I attended a talk yesterday where Keith Baggerly explained the extraordinary steps he and his colleagues went through in an attempt to reproduce the results in a medical article published last year by Potti et al. He called this process “forensic bioinformatics,” attempting to reconstruct the process that lead to the published conclusions. He showed how he could reproduce parts of the results in the article in question by, among other things, reversing the labels on some of the groups. (For details, see “Microarrays: retracing steps” by Kevin Coombes, Jing Wang, and Keith Baggerly in Nature Medicine, November 2007, pp 1276-1277.)

While they were able to reverse-engineer many of the mistakes in the paper, some remain a mystery. In any case, they claim that the results of the paper are just wrong. They conclude “The idea … is exciting. Our analysis, however, suggests that it did not work here.”
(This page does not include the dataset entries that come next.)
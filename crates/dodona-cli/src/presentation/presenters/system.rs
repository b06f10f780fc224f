use dodona_core::ValidationReport;
use dodona_runtime::Config;
use dodona_types::Dataset;
use std::path::Path;

use crate::presentation::view_models::{
    ConfigInitOutcome, ConfigInitViewModel, ConfigPathViewModel, ConfigViewModel,
    ValidationIssueViewModel, ValidationViewModel,
};

pub fn present_validation(data: &Dataset, report: &ValidationReport) -> ValidationViewModel {
    ValidationViewModel {
        valid: report.is_valid(),
        regions_checked: data.regions.len(),
        vowel_categories_checked: data.vowel_categories.len(),
        inscriptions_checked: data.inscriptions.len(),
        issues: report
            .issues
            .iter()
            .map(|issue| ValidationIssueViewModel {
                kind: issue.kind().to_string(),
                message: issue.to_string(),
            })
            .collect(),
    }
}

pub fn present_config(path: &Path, config: &Config) -> ConfigViewModel {
    ConfigViewModel {
        path: path.display().to_string(),
        file_exists: path.exists(),
        default_tab: config.default_tab.to_string(),
        color: config.color,
        log_level: config.log_level.clone(),
        log_file: config.log_file.as_ref().map(|p| p.display().to_string()),
        validate_on_load: config.validate_on_load,
        mouse: config.mouse,
    }
}

pub fn present_config_path(path: &Path) -> ConfigPathViewModel {
    ConfigPathViewModel {
        path: path.display().to_string(),
        exists: path.exists(),
    }
}

pub fn present_config_init(path: &Path, outcome: ConfigInitOutcome) -> ConfigInitViewModel {
    ConfigInitViewModel {
        path: path.display().to_string(),
        outcome,
    }
}
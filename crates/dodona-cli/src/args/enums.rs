use clap::ValueEnum;
use dodona_types::{RegionId, Tab, VowelCategory};
use std::fmt;

#[derive(Debug, Clone, Copy, PartialEq, Eq, ValueEnum)]
#[value(rename_all = "lowercase")]
pub enum OutputFormat {
    Plain,
    Json,
}

impl fmt::Display for OutputFormat {
    fn fmt(&self, f: &mut fmt::Formatter<'_>) -> fmt::Result {
        match self {
            OutputFormat::Plain => write!(f, "plain"),
            OutputFormat::Json => write!(f, "json"),
        }
    }
}

#[derive(Debug, Clone, Copy, PartialEq, Eq, ValueEnum)]
#[value(rename_all = "lowercase")]
pub enum LogLevel {
    Error,
    Warn,
    Info,
    Debug,
    Trace,
}

impl fmt::Display for LogLevel {
    fn fmt(&self, f: &mut fmt::Formatter<'_>) -> fmt::Result {
        match self {
            LogLevel::Error => write!(f, "error"),
            LogLevel::Warn => write!(f, "warn"),
            LogLevel::Info => write!(f, "info"),
            LogLevel::Debug => write!(f, "debug"),
            LogLevel::Trace => write!(f, "trace"),
        }
    }
}

#[derive(Debug, Clone, Copy, PartialEq, Eq, ValueEnum)]
#[value(rename_all = "lowercase")]
pub enum TabArg {
    Map,
    Profile,
    Vowels,
}

impl From<TabArg> for Tab {
    fn from(tab: TabArg) -> Self {
        match tab {
            TabArg::Map => Tab::Map,
            TabArg::Profile => Tab::Profile,
            TabArg::Vowels => Tab::Vowels,
        }
    }
}

#[derive(Debug, Clone, Copy, PartialEq, Eq, ValueEnum)]
#[value(rename_all = "lowercase")]
pub enum RegionArg {
    General,
    Pelasgiotis,
    Histiaiotis,
    Thessaliotis,
    Phthiotis,
}

impl From<RegionArg> for RegionId {
    fn from(region: RegionArg) -> Self {
        match region {
            RegionArg::General => RegionId::General,
            RegionArg::Pelasgiotis => RegionId::Pelasgiotis,
            RegionArg::Histiaiotis => RegionId::Histiaiotis,
            RegionArg::Thessaliotis => RegionId::Thessaliotis,
            RegionArg::Phthiotis => RegionId::Phthiotis,
        }
    }
}

/// Vowel notation category, given on the command line by its number.
#[derive(Debug, Clone, Copy, PartialEq, Eq, ValueEnum)]
pub enum CategoryArg {
    #[value(name = "1", help = "⟨ΕΙ⟩ ⟨ΟΥ⟩ without ⟨Η⟩ ⟨Ω⟩")]
    Digraphs,
    #[value(name = "2", help = "⟨ΕΙ⟩ ⟨ΟΥ⟩ alongside ⟨Η⟩ ⟨Ω⟩")]
    Mixed,
    #[value(name = "3", help = "⟨Η⟩ ⟨Ω⟩ without ⟨ΕΙ⟩ ⟨ΟΥ⟩")]
    EtaOmega,
}

impl From<CategoryArg> for VowelCategory {
    fn from(category: CategoryArg) -> Self {
        match category {
            CategoryArg::Digraphs => VowelCategory::Digraphs,
            CategoryArg::Mixed => VowelCategory::Mixed,
            CategoryArg::EtaOmega => VowelCategory::EtaOmega,
        }
    }
}

#[derive(Debug, Clone, Copy, PartialEq, Eq, ValueEnum)]
#[value(rename_all = "lowercase")]
pub enum ExportFormat {
    Csv,
}
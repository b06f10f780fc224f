// NOTE: Layering
//
// dodona-types    closed domain types (ids, tabs, records)
// dodona-core     the compiled-in tables and their validation
// dodona-engine   pure derived views (shares, splits, citations, tooltips)
// dodona-runtime  the dashboard session (selection state, config)
// dodona (this)   clap commands, presenters, console and TUI renderers
//
// The dataset never changes at runtime, so every screen and command is a
// pure function of (dataset, selection state). Nothing is cached; views are
// derived again on every draw.

mod args;
mod commands;
mod handlers;
mod logging;
pub mod presentation;

pub use args::{Cli, Commands, ConfigCommand};
pub use commands::run;
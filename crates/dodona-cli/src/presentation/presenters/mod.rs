pub mod command;
pub mod profile;
pub mod region;
pub mod screen;
pub mod summary;
pub mod system;
pub mod vowel;

pub use profile::present_profile;
pub use region::{present_certainty, present_region_detail, present_region_list};
pub use screen::{chart_len, present_screen};
pub use summary::present_summary;
pub use system::{present_config, present_config_init, present_config_path, present_validation};
pub use vowel::{present_inscriptions, present_vowel_report};

use dodona_engine::{SeriesPoint, Share};

use crate::presentation::view_models::{BarViewModel, ShareViewModel};

pub(crate) fn bars(points: Vec<SeriesPoint>, focused: Option<usize>) -> Vec<BarViewModel> {
    points
        .into_iter()
        .enumerate()
        .map(|(i, p)| BarViewModel {
            label: p.label.to_string(),
            value: p.value,
            highlighted: p.highlighted,
            dimmed: p.dimmed,
            focused: focused == Some(i),
        })
        .collect()
}

pub(crate) fn share_rows(shares: Vec<Share>) -> Vec<ShareViewModel> {
    shares
        .into_iter()
        .map(|s| ShareViewModel {
            label: s.label,
            value: s.value,
            percent_share: s.percent_share,
        })
        .collect()
}
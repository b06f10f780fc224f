use serde::{Deserialize, Serialize};
use std::fmt;
use std::str::FromStr;

use crate::Error;

/// Top-level dashboard section. Only the active tab is rendered.
#[derive(Debug, Clone, Copy, Default, PartialEq, Eq, Hash, Serialize, Deserialize)]
#[serde(rename_all = "lowercase")]
pub enum Tab {
    #[default]
    Map,
    Profile,
    Vowels,
}

impl Tab {
    pub const ALL: [Tab; 3] = [Tab::Map, Tab::Profile, Tab::Vowels];

    pub fn as_str(&self) -> &'static str {
        match self {
            Tab::Map => "map",
            Tab::Profile => "profile",
            Tab::Vowels => "vowels",
        }
    }

    pub fn title(&self) -> &'static str {
        match self {
            Tab::Map => "Map / Regions",
            Tab::Profile => "Dialect profile",
            Tab::Vowels => "Vowels",
        }
    }

    pub fn index(&self) -> usize {
        match self {
            Tab::Map => 0,
            Tab::Profile => 1,
            Tab::Vowels => 2,
        }
    }

    pub fn next(&self) -> Tab {
        Tab::ALL[(self.index() + 1) % Tab::ALL.len()]
    }

    pub fn previous(&self) -> Tab {
        Tab::ALL[(self.index() + Tab::ALL.len() - 1) % Tab::ALL.len()]
    }
}

impl fmt::Display for Tab {
    fn fmt(&self, f: &mut fmt::Formatter<'_>) -> fmt::Result {
        f.write_str(self.as_str())
    }
}

impl FromStr for Tab {
    type Err = Error;

    fn from_str(s: &str) -> Result<Self, Self::Err> {
        match s.trim().to_ascii_lowercase().as_str() {
            "map" => Ok(Tab::Map),
            "profile" => Ok(Tab::Profile),
            "vowels" => Ok(Tab::Vowels),
            _ => Err(Error::UnknownTab(s.to_string())),
        }
    }
}

#[cfg(test)]
mod tests {
    use super::*;

    #[test]
    fn test_tab_cycles_forward_and_back() {
        assert_eq!(Tab::Map.next(), Tab::Profile);
        assert_eq!(Tab::Vowels.next(), Tab::Map);
        assert_eq!(Tab::Map.previous(), Tab::Vowels);
        assert_eq!(Tab::Profile.previous(), Tab::Map);
    }

    #[test]
    fn test_tab_parse() {
        assert_eq!("VOWELS".parse::<Tab>(), Ok(Tab::Vowels));
        assert!("timeline".parse::<Tab>().is_err());
    }

    #[test]
    fn test_default_tab_is_map() {
        assert_eq!(Tab::default(), Tab::Map);
    }
}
The authors of the original article replied that there were a few errors but that these have been fixed and they didn’t effect the conclusions anyway. Baggerly and his colleagues disagree. So is this just a standoff with two sides pointing fingers at each other saying the other guys are wrong? No. There’s an important asymmetry between the two sides: the original analysis is opaque but the critical analysis is transparent. Baggerly and company have written code to carry out every tiny step of their analysis and made the Sweave code available for anyone to download. In other words, they didn’t just publish their paper, they published code to write their paper.

Sweave is a program that lets authors mix prose (LaTeX) with code (R) in a single file. Users do not directly paste numbers and graphs into a paper. Instead, they embed the code to produce the numbers and graphs, and Sweave replaces the code with the results of running the code. (Sweave embeds R inside LaTeX the way CGI embeds Perl inside HTML.) Sweave doesn’t guarantee reproducibility, but it is a first step.